> _Description of the task_: The answer must restate every record word for word.

(Collected data entries)
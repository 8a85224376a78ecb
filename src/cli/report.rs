use std::io::Write;

use reqwest::Client;

use crate::{
    config::Config,
    error,
    listenbrainz::ReleaseSource,
    media,
    message::{MAX_MESSAGE_LENGTH, MessageFormatter},
    musicbrainz::CoverSource,
    pipeline::{self, ReleaseQuery},
    retry::RetryPolicy,
    social::{MastodonClient, Poster, TwitterClient},
    types::{Period, PostStatus, ReleaseRecord},
    utils, warning,
};

/// Result of one attempt to publish on one platform.
#[derive(Debug, Clone, PartialEq, Eq)]
pub enum SendOutcome {
    /// Nothing to post.
    Skipped,
    Published(String),
    DryRun,
    Failed(String),
    /// Credentials were refused; the platform should not be tried again.
    AuthRejected(String),
}

/// Posting clients of the configured platforms.
///
/// A platform whose credentials are refused is removed for the rest of the run.
#[derive(Default)]
pub struct Platforms {
    pub mastodon: Option<MastodonClient>,
    pub twitter: Option<TwitterClient>,
}

impl Platforms {
    pub fn from_config(config: &Config, client: &Client) -> Self {
        Self {
            mastodon: config.mastodon.clone().map(|credentials| {
                MastodonClient::new(
                    client.clone(),
                    credentials,
                    config.message_retry,
                    config.download_retry,
                    config.debug,
                )
            }),
            twitter: config.twitter.clone().map(|credentials| {
                TwitterClient::new(
                    client.clone(),
                    credentials,
                    &config.twitter_api_url,
                    &config.twitter_upload_url,
                    config.message_retry,
                    config.download_retry,
                    config.debug,
                )
            }),
        }
    }

    pub fn is_empty(&self) -> bool {
        self.mastodon.is_none() && self.twitter.is_none()
    }
}

fn step(label: &str) {
    print!("{}", utils::pad_label(label));
    let _ = std::io::stdout().flush();
}

/// Prints a message with every line prefixed by a box border.
pub fn preview(message: &str) -> String {
    if message.is_empty() {
        return "(Sorry, empty list of albums, so empty message)".to_string();
    }

    message
        .lines()
        .map(|line| format!("  │ {line}"))
        .collect::<Vec<_>>()
        .join("\n")
}

/// Stages the covers the platform needs and posts `message` with them.
///
/// Local cover files are removed before this returns, whatever the outcome.
pub async fn send<P: Poster>(
    poster: &P,
    releases: &[ReleaseRecord],
    message: &str,
    client: &Client,
    download_retry: &RetryPolicy,
) -> SendOutcome {
    step(&format!(
        "Sending {} ({} characters)...",
        poster.post_noun(),
        message.chars().count()
    ));

    if releases.is_empty() || message.is_empty() {
        println!(" SKIPPED!");
        return SendOutcome::Skipped;
    }

    let staged = media::stage_covers(releases, poster.media_kind(), client, download_retry).await;
    let outcome = match poster.post(message, staged.items()).await {
        Ok(PostStatus::Published { id }) => {
            println!(" DONE!");
            SendOutcome::Published(id)
        }
        Ok(PostStatus::DryRun) => {
            println!(" DONE!");
            SendOutcome::DryRun
        }
        Err(e) if e.is_auth() => {
            println!(" ERROR! Wrong {} authentication keys.", poster.name());
            warning!("{}: {}", poster.name(), e);
            SendOutcome::AuthRejected(e.to_string())
        }
        Err(e) => {
            println!(" ERROR! {}", e);
            SendOutcome::Failed(e.to_string())
        }
    };

    if let Err(e) = staged.close() {
        warning!("Cannot remove staged covers: {}", e);
    }

    outcome
}

/// Builds and publishes the report of one period.
///
/// Failures are printed and never abort the run: a failed fetch gives an empty
/// report, a failed platform does not keep the others from posting.
pub async fn report<H: ReleaseSource, C: CoverSource>(
    config: &Config,
    history: &H,
    covers: &C,
    platforms: &mut Platforms,
    client: &Client,
    period: Period,
) -> Vec<ReleaseRecord> {
    let query = ReleaseQuery {
        user: &config.lb_user,
        request_count: config.lb_fetch,
        verified_count: config.lb_verified,
        period,
    };

    step(&format!(
        "Fetching top {} releases from ListenBrainz...",
        query.request_count
    ));
    let releases = match pipeline::fetch_releases(history, &query).await {
        Ok(releases) => {
            println!(" DONE!");
            releases
        }
        Err(e) => {
            println!(" ERROR! {}", e);
            Vec::new()
        }
    };

    step(&format!(
        "Filtering top {} verified releases...",
        query.verified_count
    ));
    let mut releases = pipeline::select_verified(releases, query.verified_count);
    println!(" DONE!");

    if !releases.is_empty() {
        step("Fetching covers from MusicBrainz...");
        pipeline::attach_covers(covers, &mut releases).await;
        println!(" DONE!");
    }

    let message = MessageFormatter::new(&config.locale, config.lb_verified).format(
        &releases,
        period,
        MAX_MESSAGE_LENGTH,
    );
    println!("\nMessage:\n\n{}\n", preview(&message));

    let mastodon_rejected = match &platforms.mastodon {
        Some(mastodon) => matches!(
            send(mastodon, &releases, &message, client, &config.download_retry).await,
            SendOutcome::AuthRejected(_)
        ),
        None => false,
    };
    if mastodon_rejected {
        error!("Posting to Mastodon is disabled for the rest of this run.");
        platforms.mastodon = None;
    }

    let twitter_rejected = match &platforms.twitter {
        Some(twitter) => matches!(
            send(twitter, &releases, &message, client, &config.download_retry).await,
            SendOutcome::AuthRejected(_)
        ),
        None => false,
    };
    if twitter_rejected {
        error!("Posting to Twitter is disabled for the rest of this run.");
        platforms.twitter = None;
    }

    releases
}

> _Solution_:
repository 8a85224376a78ecb
filename src/cli/report.rs
use std::io::Write;

use reqwest::Client;

use crate::{
    config::Config,
    error,
    listenbrainz::ReleaseSource,
    media,
    message::{MAX_MESSAGE_LENGTH, MessageFormatter},
    musicbrainz::CoverSource,
    pipeline::{self, ReleaseQuery},
    retry::RetryPolicy,
    social::{MastodonClient, Poster, TwitterClient},
    types::{Period, PostStatus, ReleaseRecord},
    utils, warning,
};

/// Result of one attempt to publish on one platform.
#[derive(Debug, Clone, PartialEq, Eq)]
pub enum SendOutcome {
    /// Nothing to post.
    Skipped,
    Published(String),
    DryRun,
    Failed(String),
    /// Credentials were refused; the platform should not be tried again.
    AuthRejected(String),
}

/// Posting clients of the configured platforms.
///
/// A platform whose credentials are refused is removed for the rest of the run.
#[derive(Default)]
pub struct Platforms {
    pub mastodon: Option<MastodonClient>,
    pub twitter: Option<TwitterClient>,
}

impl Platforms {
    pub fn from_config(config: &Config, client: &Client) -> Self {
        Self {
            mastodon: config.mastodon.clone().map(|credentials| {
                MastodonClient::new(
                    client.clone(),
                    credentials,
                    config.message_retry,
                    config.download_retry,
                    config.debug,
                )
            }),
            twitter: config.twitter.clone().map(|credentials| {
                TwitterClient::new(
                    client.clone(),
                    credentials,
                    &config.twitter_api_url,
                    &config.twitter_upload_url,
                    config.message_retry,
                    config.download_retry,
                    config.debug,
                )
            }),
        }
    }

    pub fn is_empty(&self) -> bool {
        self.mastodon.is_none() && self.twitter.is_none()
    }
}

fn step(label: &str) {
    print!("{}", utils::pad_label(label));
    let _ = std::io::stdout().flush();
}

/// Prints a message with every line prefixed by a box border.
pub fn preview(message: &str) -> String {
    if message.is_empty() {
        return "(Sorry, empty list of albums, so empty message)".to_string();
    }

    message
        .lines()
        .map(|line| format!("  │ {line}"))
        .collect::<Vec<_>>()
        .join("\n")
}

/// Stages the covers the platform needs and posts `message` with them.
///
/// Local cover files are removed before this returns, whatever the outcome.
pub async fn send<P: Poster>(
    poster: &P,
    releases: &[ReleaseRecord],
    message: &str,
    client: &Client,
    download_retry: &RetryPolicy,
) -> SendOutcome {
    step(&format!(
        "Sending {} ({} characters)...",
        poster.post_noun(),
        message.chars().count()
    ));

    if releases.is_empty() || message.is_empty() {
        println!(" SKIPPED!");
        return SendOutcome::Skipped;
    }

    let staged = media::stage_covers(releases, poster.media_kind(), client, download_retry).await;
    let outcome = match poster.post(message, staged.items()).await {
        Ok(PostStatus::Published { id }) => {
            println!(" DONE!");
            SendOutcome::Published(id)
        }
        Ok(PostStatus::DryRun) => {
            println!(" DONE!");
            SendOutcome::DryRun
        }
        Err(e) if e.is_auth() => {
            println!(" ERROR! Wrong {} authentication keys.", poster.name());
            warning!("{}: {}", poster.name(), e);
            SendOutcome::AuthRejected(e.to_string())
        }
        Err(e) => {
            println!(" ERROR! {}", e);
            SendOutcome::Failed(e.to_string())
        }
    };

    if let Err(e) = staged.close() {
        warning!("Cannot remove staged covers: {}", e);
    }

    outcome
}

/// Builds and publishes the report of one period.
///
/// Failures are printed and never abort the run: a failed fetch gives an empty
/// report, a failed platform does not keep the others from posting.
pub async fn report<H: ReleaseSource, C: CoverSource>(
    config: &Config,
    history: &H,
    covers: &C,
    platforms: &mut Platforms,
    client: &Client,
    period: Period,
) -> Vec<ReleaseRecord> {
    let query = ReleaseQuery {
        user: &config.lb_user,
        request_count: config.lb_fetch,
        verified_count: config.lb_verified,
        period,
    };

    step(&format!(
        "Fetching top {} releases from ListenBrainz...",
        query.request_count
    ));
    let releases = match pipeline::fetch_releases(history, &query).await {
        Ok(releases) => {
            println!(" DONE!");
            releases
        }
        Err(e) => {
            println!(" ERROR! {}", e);
            Vec::new()
        }
    };

    step(&format!(
        "Filtering top {} verified releases...",
        query.verified_count
    ));
    let mut releases = pipeline::select_verified(releases, query.verified_count);
    println!(" DONE!");

    if !releases.is_empty() {
        step("Fetching covers from MusicBrainz...");
        pipeline::attach_covers(covers, &mut releases).await;
        println!(" DONE!");
    }

    let message = MessageFormatter::new(&config.locale, config.lb_verified).format(
        &releases,
        period,
        MAX_MESSAGE_LENGTH,
    );
    println!("\nMessage:\n\n{}\n", preview(&message));

    let mastodon_rejected = match &platforms.mastodon {
        Some(mastodon) => matches!(
            send(mastodon, &releases, &message, client, &config.download_retry).await,
            SendOutcome::AuthRejected(_)
        ),
        None => false,
    };
    if mastodon_rejected {
        error!("Posting to Mastodon is disabled for the rest of this run.");
        platforms.mastodon = None;
    }

    let twitter_rejected = match &platforms.twitter {
        Some(twitter) => matches!(
            send(twitter, &releases, &message, client, &config.download_retry).await,
            SendOutcome::AuthRejected(_)
        ),
        None => false,
    };
    if twitter_rejected {
        error!("Posting to Twitter is disabled for the rest of this run.");
        platforms.twitter = None;
    }

    releases
}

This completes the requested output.